The National Standards for U.S. Community Foundations (National Standards) is an accreditation program that promotes operational effectiveness to foster excellence in community philanthropy. It is administered by the Community Foundation National Standards Board, a Type I supporting organization of the Council on Foundations. The most recent updates, which took effect in January 2015, morphed the former 41 standards into 26 clear and streamlined standards, promoting accountability and setting consistent expectations among community foundations. The resulting accreditation, the National Standards Seal, serves as evidence of credibility and trustworthiness among donors, as well as distinction from entities that provide similar community foundation services.

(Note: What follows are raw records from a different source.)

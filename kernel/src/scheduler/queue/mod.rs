//! Run queues
//!
//! Two doubly-linked FIFO queues per priority level (active and expired)
//! threaded through an arena of per-process links.

pub mod manager;
pub mod store;

pub use store::{Members, QueueLinks, QueueSet, QueueStore};
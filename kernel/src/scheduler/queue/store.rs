//! Queue Store - per-level active/expired run queues
//!
//! Passive data guarded by the global queue lock: queue ends for both sets of
//! every level, the shared level quantums, and the link arena indexed by
//! [`ProcHandle`]. Holding `&mut QueueStore` is holding the queue lock.

use alloc::vec;
use alloc::vec::Vec;

use crate::scheduler::process::ProcHandle;

/// Which of the two sets of a level
#[derive(Debug, Clone, Copy, PartialEq, Eq, Hash)]
pub enum QueueSet {
    /// Processes eligible for dispatch
    Active,
    /// Processes waiting for the next swap
    Expired,
}

impl QueueSet {
    pub fn from_expired(expired: bool) -> Self {
        if expired {
            Self::Expired
        } else {
            Self::Active
        }
    }

    pub fn is_expired(self) -> bool {
        matches!(self, Self::Expired)
    }

    pub fn name(self) -> &'static str {
        match self {
            Self::Active => "active",
            Self::Expired => "expired",
        }
    }
}

/// Head and tail of one (level, set) queue
#[derive(Debug, Clone, Copy, Default, PartialEq, Eq)]
pub(super) struct QueueEnds {
    pub(super) head: Option<ProcHandle>,
    pub(super) tail: Option<ProcHandle>,
}

/// Queue-side fields of a process record
#[derive(Debug, Clone, Copy, PartialEq, Eq)]
pub struct QueueLinks {
    /// Level the process is linked at; `None` when not enqueued
    pub priority_level: Option<usize>,

    /// Home level used when demoted into the expired set
    pub original_level: usize,

    /// Linked into the expired set rather than the active one
    pub in_expired_set: bool,

    pub(super) prev: Option<ProcHandle>,
    pub(super) next: Option<ProcHandle>,
}

impl QueueLinks {
    const fn detached() -> Self {
        Self {
            priority_level: None,
            original_level: 0,
            in_expired_set: false,
            prev: None,
            next: None,
        }
    }
}

/// All run queues of the scheduler
pub struct QueueStore {
    pub(super) levels: usize,
    pub(super) level_quantum: i32,
    pub(super) active: Vec<QueueEnds>,
    pub(super) expired: Vec<QueueEnds>,
    pub(super) active_quantum: Vec<i32>,
    pub(super) expired_quantum: Vec<i32>,
    pub(super) links: Vec<QueueLinks>,
}

impl QueueStore {
    /// Empty queues for `levels` levels and `nproc` process slots; every
    /// level quantum starts at `level_quantum`.
    pub fn new(levels: usize, level_quantum: i32, nproc: usize) -> Self {
        Self {
            levels,
            level_quantum,
            active: vec![QueueEnds::default(); levels],
            expired: vec![QueueEnds::default(); levels],
            active_quantum: vec![level_quantum; levels],
            expired_quantum: vec![level_quantum; levels],
            links: vec![QueueLinks::detached(); nproc],
        }
    }

    pub fn levels(&self) -> usize {
        self.levels
    }

    /// Queue-side record of `proc`
    pub fn links(&self, proc: ProcHandle) -> &QueueLinks {
        &self.links[proc.index()]
    }

    /// Reset the queue-side record of a freshly allocated slot
    pub fn init_links(&mut self, proc: ProcHandle, original_level: usize) {
        crate::sched_assert!(
            original_level < self.levels,
            "original level {} out of range",
            original_level
        );
        crate::sched_assert!(!self.is_linked(proc), "reinitializing a linked process");
        self.links[proc.index()] = QueueLinks {
            original_level,
            ..QueueLinks::detached()
        };
    }

    pub fn is_linked(&self, proc: ProcHandle) -> bool {
        self.links[proc.index()].priority_level.is_some()
    }

    /// (level, set) `proc` is linked into
    pub fn location(&self, proc: ProcHandle) -> Option<(usize, QueueSet)> {
        let links = &self.links[proc.index()];
        links
            .priority_level
            .map(|level| (level, QueueSet::from_expired(links.in_expired_set)))
    }

    pub(super) fn ends(&self, level: usize, set: QueueSet) -> &QueueEnds {
        match set {
            QueueSet::Active => &self.active[level],
            QueueSet::Expired => &self.expired[level],
        }
    }

    pub(super) fn ends_mut(&mut self, level: usize, set: QueueSet) -> &mut QueueEnds {
        match set {
            QueueSet::Active => &mut self.active[level],
            QueueSet::Expired => &mut self.expired[level],
        }
    }

    pub fn head(&self, level: usize, set: QueueSet) -> Option<ProcHandle> {
        self.ends(level, set).head
    }

    pub fn tail(&self, level: usize, set: QueueSet) -> Option<ProcHandle> {
        self.ends(level, set).tail
    }

    /// Members of one queue, head first
    pub fn members(&self, level: usize, set: QueueSet) -> Members<'_> {
        Members {
            store: self,
            cursor: self.head(level, set),
        }
    }

    /// Remaining shared quantum of a level
    pub fn level_quantum(&self, level: usize, set: QueueSet) -> i32 {
        match set {
            QueueSet::Active => self.active_quantum[level],
            QueueSet::Expired => self.expired_quantum[level],
        }
    }

    pub fn set_level_quantum(&mut self, level: usize, set: QueueSet, value: i32) {
        match set {
            QueueSet::Active => self.active_quantum[level] = value,
            QueueSet::Expired => self.expired_quantum[level] = value,
        }
    }

    /// Charge one tick to a level; returns what is left
    pub fn charge_level(&mut self, level: usize, set: QueueSet) -> i32 {
        let quantum = match set {
            QueueSet::Active => &mut self.active_quantum[level],
            QueueSet::Expired => &mut self.expired_quantum[level],
        };
        *quantum -= 1;
        *quantum
    }

    /// Check structural invariants: every linked process sits in exactly
    /// the queue its level/set names, links are symmetric, ends agree.
    pub fn check_invariants(&self) -> Result<(), &'static str> {
        let mut seen = vec![false; self.links.len()];

        for set in [QueueSet::Active, QueueSet::Expired] {
            for level in 0..self.levels {
                let ends = self.ends(level, set);
                let mut prev = None;
                let mut cursor = ends.head;
                let mut steps = 0;

                while let Some(proc) = cursor {
                    steps += 1;
                    if steps > self.links.len() {
                        return Err("queue contains a cycle");
                    }
                    if core::mem::replace(&mut seen[proc.index()], true) {
                        return Err("process linked twice");
                    }
                    let links = &self.links[proc.index()];
                    if links.priority_level != Some(level) {
                        return Err("priority level disagrees with queue");
                    }
                    if links.in_expired_set != set.is_expired() {
                        return Err("expired flag disagrees with queue");
                    }
                    if links.prev != prev {
                        return Err("back link broken");
                    }
                    prev = cursor;
                    cursor = links.next;
                }

                if ends.tail != prev {
                    return Err("tail does not match last member");
                }
            }
        }

        for (index, links) in self.links.iter().enumerate() {
            if links.priority_level.is_some() != seen[index] {
                return Err("linked process missing from its queue");
            }
            if !seen[index] && (links.prev.is_some() || links.next.is_some()) {
                return Err("unlinked process keeps stale links");
            }
        }

        Ok(())
    }
}

/// Iterator over one queue
pub struct Members<'a> {
    store: &'a QueueStore,
    cursor: Option<ProcHandle>,
}

impl Iterator for Members<'_> {
    type Item = ProcHandle;

    fn next(&mut self) -> Option<ProcHandle> {
        let proc = self.cursor?;
        self.cursor = self.store.links[proc.index()].next;
        Some(proc)
    }
}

The Standards for Excellence Institute promotes high standards of ethics and accountability in nonprofit governance, management, and operations. It offers an accreditation program for nonprofit organizations demonstrating that they recognize and abide by the Standards for Excellence: An Ethics and Accountability Code for the Nonprofit Sector (the Code). The Code, which was recently updated in 2014, consists of 6 Guiding Principles across 27 different topic areas, with specific performance benchmarks that characterize effective, ethical, and accountable organizations.

The content of this article is intended to provide a general guide to the subject matter. Specialist advice should be sought about your specific circumstances.